When you leave your house today, as you go to work or the shops, look around. 1 in 17 people could, at some point, be affected by a rare disease. In Europe that’s defined as one that affects fewer than 1 in 2000 people.

So how do you spot someone with a rare disease? The man jogging past you may need to take daily medications due to Addison Disease; Charcot-Marie-Tooth disease might be the reason that lady is taking a rest on the bench; the child over there may be behaving ‘strangely’ because of his Tuberous Sclerosis. You may even see someone with 3-hydroxy-3-methylglutarylCoA synthase deficiency, though that’s unlikely as there are only 9 reported cases.
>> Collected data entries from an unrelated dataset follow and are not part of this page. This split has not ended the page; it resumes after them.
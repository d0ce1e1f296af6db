//! icopack - builds multi-resolution ICO files from a single image, and
//! unpacks them again.

use anyhow::{Context, Result};
use clap::error::ErrorKind;
use clap::{Args, CommandFactory, Parser, Subcommand};
use icopack::icondir::DirectoryEntry;
use icopack::{Entry, IconReader, Picture, WriteOptions};
use std::collections::HashSet;
use std::fs::File;
use std::io::{BufWriter, Write};
use std::path::{Path, PathBuf};
use std::process::ExitCode;
use tracing::info;

//===========================================================================//

#[derive(Parser)]
#[command(name = "icopack")]
#[command(about = "Packs an image at several sizes into an ICO file")]
#[command(version)]
#[command(args_conflicts_with_subcommands = true)]
#[command(after_help = "Example: icopack logo.png 16 32 48 logo.ico")]
struct Cli {
    #[command(subcommand)]
    command: Option<Command>,

    #[command(flatten)]
    pack: PackArgs,

    /// Log every directory record as it is read or written
    #[arg(short, long, global = true)]
    verbose: bool,
}

#[derive(Args)]
struct PackArgs {
    /// <input-image> <size>... <output-ico>
    #[arg(value_name = "ARGS")]
    args: Vec<String>,

    /// Store sizes above 255 modulo 256 (so 256 becomes 0) instead of
    /// failing
    #[arg(long)]
    wrap_dimensions: bool,
}

#[derive(Subcommand)]
enum Command {
    /// Extracts every image in an ICO file as icon_<W>x<H>.png
    Extract {
        /// ICO file to read
        container: PathBuf,

        /// Directory to write the PNG files into
        #[arg(short, long, default_value = ".")]
        output: PathBuf,
    },

    /// Lists the directory records of an ICO file
    List {
        /// ICO file to read
        container: PathBuf,
    },
}

//===========================================================================//

fn main() -> ExitCode {
    let cli = Cli::parse();
    let default_level = if cli.verbose { "debug" } else { "info" };
    tracing_subscriber::fmt()
        .with_env_filter(
            tracing_subscriber::EnvFilter::try_from_default_env()
                .unwrap_or_else(|_| {
                    tracing_subscriber::EnvFilter::new(default_level)
                }),
        )
        .with_writer(std::io::stderr)
        .init();

    let result = match cli.command {
        Some(Command::Extract { container, output }) => {
            extract(&container, &output)
        }
        Some(Command::List { container }) => list(&container),
        None => {
            let (input, sizes, output) = parse_pack_args(&cli.pack.args)
                .unwrap_or_else(|error| error.exit());
            let options = if cli.pack.wrap_dimensions {
                WriteOptions::wrapping()
            } else {
                WriteOptions::default()
            };
            pack(&input, &sizes, &output, options)
        }
    };
    match result {
        Ok(()) => ExitCode::SUCCESS,
        Err(error) => {
            eprintln!("error: {:#}", error);
            ExitCode::FAILURE
        }
    }
}

/// Splits the positional arguments into input path, sizes and output path,
/// or returns the usage error to exit with.
fn parse_pack_args(
    args: &[String],
) -> Result<(PathBuf, Vec<u32>, PathBuf), clap::Error> {
    if args.len() < 3 {
        return Err(Cli::command().error(
            ErrorKind::MissingRequiredArgument,
            "expected an input image, at least one size, and an output path",
        ));
    }
    let mut sizes = Vec::with_capacity(args.len() - 2);
    for arg in &args[1..args.len() - 1] {
        match arg.parse::<u32>() {
            Ok(size) if size > 0 => sizes.push(size),
            _ => {
                return Err(Cli::command().error(
                    ErrorKind::ValueValidation,
                    format!(
                        "invalid size '{}' (expected a positive integer)",
                        arg
                    ),
                ))
            }
        }
    }
    let input = PathBuf::from(&args[0]);
    let output = PathBuf::from(&args[args.len() - 1]);
    Ok((input, sizes, output))
}

//===========================================================================//

fn pack(
    input: &Path,
    sizes: &[u32],
    output: &Path,
    options: WriteOptions,
) -> Result<()> {
    let source = Picture::open(input)
        .with_context(|| format!("failed to load {}", input.display()))?;
    // Check every size against the directory before resampling anything.
    for (index, &size) in sizes.iter().enumerate() {
        options.dimensions.size_bytes(index, size, size)?;
    }
    let mut entries = Vec::with_capacity(sizes.len());
    for &size in sizes {
        info!("Adding {}x{}", size, size);
        let payload = source.resample(size, size)?.encode_png()?;
        entries.push(Entry::new(size, size, payload));
    }
    let directory = icopack::write_icon_file(output, &entries, options)
        .with_context(|| format!("failed to write {}", output.display()))?;
    info!(
        "Wrote {} images ({} bytes) to {}",
        entries.len(),
        directory.file_len(),
        output.display()
    );
    Ok(())
}

fn extract(container: &Path, output: &Path) -> Result<()> {
    let file = File::open(container)
        .with_context(|| format!("failed to open {}", container.display()))?;
    let mut reader = IconReader::open(file)
        .with_context(|| format!("failed to read {}", container.display()))?;
    std::fs::create_dir_all(output)
        .with_context(|| format!("failed to create {}", output.display()))?;
    let mut used = HashSet::new();
    for index in 0..reader.len() {
        let record = reader.entries()[index];
        let payload = reader.extract_payload(index)?;
        let picture = Picture::read_png(payload.as_slice())
            .with_context(|| format!("entry {} is not a valid PNG", index))?;
        let name = entry_file_name(&record, index, &mut used);
        let path = output.join(&name);
        info!("Extracting entry {} to {}", index, path.display());
        let out_file = File::create(&path)
            .with_context(|| format!("failed to create {}", path.display()))?;
        let mut writer = BufWriter::new(out_file);
        picture.write_png(&mut writer)?;
        writer.flush()?;
    }
    Ok(())
}

/// Picks `icon_<W>x<H>.png` for an entry, adding `_<index>` if that name was
/// already taken by an earlier entry.
fn entry_file_name(
    record: &DirectoryEntry,
    index: usize,
    used: &mut HashSet<String>,
) -> String {
    let name = format!("icon_{}x{}.png", record.width, record.height);
    if used.insert(name.clone()) {
        return name;
    }
    let name =
        format!("icon_{}x{}_{}.png", record.width, record.height, index);
    used.insert(name.clone());
    name
}

fn list(container: &Path) -> Result<()> {
    let file = File::open(container)
        .with_context(|| format!("failed to open {}", container.display()))?;
    let reader = IconReader::open(file)
        .with_context(|| format!("failed to read {}", container.display()))?;
    for (index, entry) in reader.entries().iter().enumerate() {
        println!(
            "{:5}: {}x{}, {} bytes at offset {}",
            index, entry.width, entry.height, entry.byte_size, entry.offset
        );
    }
    Ok(())
}

//===========================================================================//


//===========================================================================//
The point is that even though some of them are vanishingly rare, rare diseases added up together are more common than you think. But also they are not always easy to spot, unless there are obvious facial features or mobility aids. At some point it could be you, or a friend or a loved one who gets hit with a bewildering diagnosis.

Two years ago I had no idea about World Rare Disease Day. Nowadays though my Facebook feed is pretty different than it used to be; it is populated with pictures of other boys who also have MPS II (Hunter Syndrome), boys who look just like my Pudding.¬†You see, when your child has a rare disease and you find your community, suddenly it doesn’t feel quite as rare. And on this day, we join together to shout a bit louder and raise awareness of these conditions that have limited patient groups and therefore limited understanding and treatments for them.

And today I celebrate rare. Yes, rare can still mean isolation and struggle and difficult times, but to me it also means this gorgeous smile which certainly isn’t rare in our household.